Specific exercises with small amounts of clay or with watercolours and pastels on small-format paper reach out to the patient to guide themselves into calmness through art therapy. A sensory experience of colour or sound that is perceived as positive or meaningful reconnects the person with their own physical, emotional and/or spiritual world. Reflecting on a brief yet intense artistic experience can bring confidence, fulfilment and reassurance. In addition to active art therapy, receptive art therapy is also an option.

The true needs of patients in a palliative situation are not easy to identify, especially when they are very restless. On the other hand, the often existing emotional receptivity to offers of art therapy is a mandate for therapists to be especially attentive and mindful in creating opportunities that stimulate the patient's creative sources.

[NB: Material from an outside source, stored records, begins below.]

use super::SeaOrmStorage;
use crate::entity::users::{ActiveModel, Column, Entity as Users};
use crate::errors::{LMSystemError, Result};
use crate::models::{
    PaginationInfo,
    users::{
        entities::{User, UserRole},
        requests::{CreateUserRequest, UserListQuery},
        responses::UserListResponse,
    },
};
use crate::utils::escape_like_pattern;
use sea_orm::{
    ActiveModelTrait, ColumnTrait, Condition, EntityTrait, PaginatorTrait, QueryFilter, QueryOrder,
    Set,
};

impl SeaOrmStorage {
    /// 创建用户
    pub async fn create_user_impl(&self, req: CreateUserRequest) -> Result<User> {
        let now = chrono::Utc::now().timestamp();

        let model = ActiveModel {
            name: Set(req.name),
            email: Set(req.email.to_lowercase()),
            password_hash: Set(req.password),
            role: Set(req.role.unwrap_or(UserRole::Student).to_string()),
            created_at: Set(now),
            updated_at: Set(now),
            ..Default::default()
        };

        // 邮箱唯一索引冲突保留 Conflict 类型，其余归为数据库操作错误
        let result = model.insert(&self.db).await.map_err(|e| {
            let err = LMSystemError::from(e);
            if err.is_conflict() {
                err
            } else {
                LMSystemError::database_operation(format!("创建用户失败: {}", err.message()))
            }
        })?;

        Ok(result.into_user())
    }

    /// 通过 ID 获取用户
    pub async fn get_user_by_id_impl(&self, id: i64) -> Result<Option<User>> {
        let result = Users::find_by_id(id)
            .one(&self.db)
            .await
            .map_err(|e| LMSystemError::database_operation(format!("查询用户失败: {e}")))?;

        Ok(result.map(|m| m.into_user()))
    }

    /// 通过邮箱获取用户
    pub async fn get_user_by_email_impl(&self, email: &str) -> Result<Option<User>> {
        let result = Users::find()
            .filter(Column::Email.eq(email.to_lowercase()))
            .one(&self.db)
            .await
            .map_err(|e| LMSystemError::database_operation(format!("查询用户失败: {e}")))?;

        Ok(result.map(|m| m.into_user()))
    }

    /// 分页列出用户
    pub async fn list_users_with_pagination_impl(
        &self,
        query: UserListQuery,
    ) -> Result<UserListResponse> {
        let page = query.page.unwrap_or(1).max(1) as u64;
        let size = query.size.unwrap_or(10).clamp(1, 100) as u64;

        let mut select = Users::find();

        // 搜索条件
        if let Some(ref search) = query.search
            && !search.trim().is_empty()
        {
            let escaped = escape_like_pattern(search.trim());
            select = select.filter(
                Condition::any()
                    .add(Column::Name.contains(&escaped))
                    .add(Column::Email.contains(&escaped)),
            );
        }

        // 角色筛选
        if let Some(ref role) = query.role {
            select = select.filter(Column::Role.eq(role.to_string()));
        }

        // 排序
        select = select.order_by_desc(Column::CreatedAt);

        // 分页查询
        let paginator = select.paginate(&self.db, size);
        let total = paginator
            .num_items()
            .await
            .map_err(|e| LMSystemError::database_operation(format!("查询用户总数失败: {e}")))?;

        let pages = paginator
            .num_pages()
            .await
            .map_err(|e| LMSystemError::database_operation(format!("查询用户页数失败: {e}")))?;

        let users = paginator
            .fetch_page(page - 1)
            .await
            .map_err(|e| LMSystemError::database_operation(format!("查询用户列表失败: {e}")))?;

        Ok(UserListResponse {
            items: users.into_iter().map(|m| m.into_user()).collect(),
            pagination: PaginationInfo {
                page: page as i64,
                page_size: size as i64,
                total: total as i64,
                total_pages: pages as i64,
            },
        })
    }

    /// 更新用户最后登录时间
    pub async fn update_last_login_impl(&self, id: i64) -> Result<bool> {
        let user = Users::find_by_id(id)
            .one(&self.db)
            .await
            .map_err(|e| LMSystemError::database_operation(format!("查询用户失败: {e}")))?;

        match user {
            Some(model) => {
                let mut active: ActiveModel = model.into();
                active.last_login = Set(Some(chrono::Utc::now().timestamp()));
                active.update(&self.db).await.map_err(|e| {
                    LMSystemError::database_operation(format!("更新登录时间失败: {e}"))
                })?;
                Ok(true)
            }
            None => Ok(false),
        }
    }

    /// 用户总数
    pub async fn count_users_impl(&self) -> Result<u64> {
        Users::find()
            .count(&self.db)
            .await
            .map_err(|e| LMSystemError::database_operation(format!("统计用户数失败: {e}")))
    }

    /// 按角色统计用户数
    pub async fn count_users_by_role_impl(&self, role: UserRole) -> Result<u64> {
        Users::find()
            .filter(Column::Role.eq(role.to_string()))
            .count(&self.db)
            .await
            .map_err(|e| LMSystemError::database_operation(format!("统计用户数失败: {e}")))
    }
}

Therapeutic recommendations for mental restlessness

For obsessive thoughts, excessive brooding and nervousness related to the nervous and sensory system:

  • Place a small amount of clay in both hands and let the patient shape and turn it with the fingertips and gentle pressure. After a few minutes, a spherical shape emerges as if by itself. If possible, do this exercise with arms hanging down; this increases the dissipation of restlessness and nervousness.
    Working symmetrically, i.e. with both hands at the same time, furthermore has a stabilising effect. 
  • Place a small amount of clay in one palm (heart space of the hand) and ask the patient to alternately and rhythmically form a sphere with the gentle pressure of both palms. In doing so, hold the clay in the lap, in the centre of the body. "I made a sphere and was happy." (1)
  • A baking tray filled with sand as a basis for simple form "drawing" exercises, which also provide a haptic experience.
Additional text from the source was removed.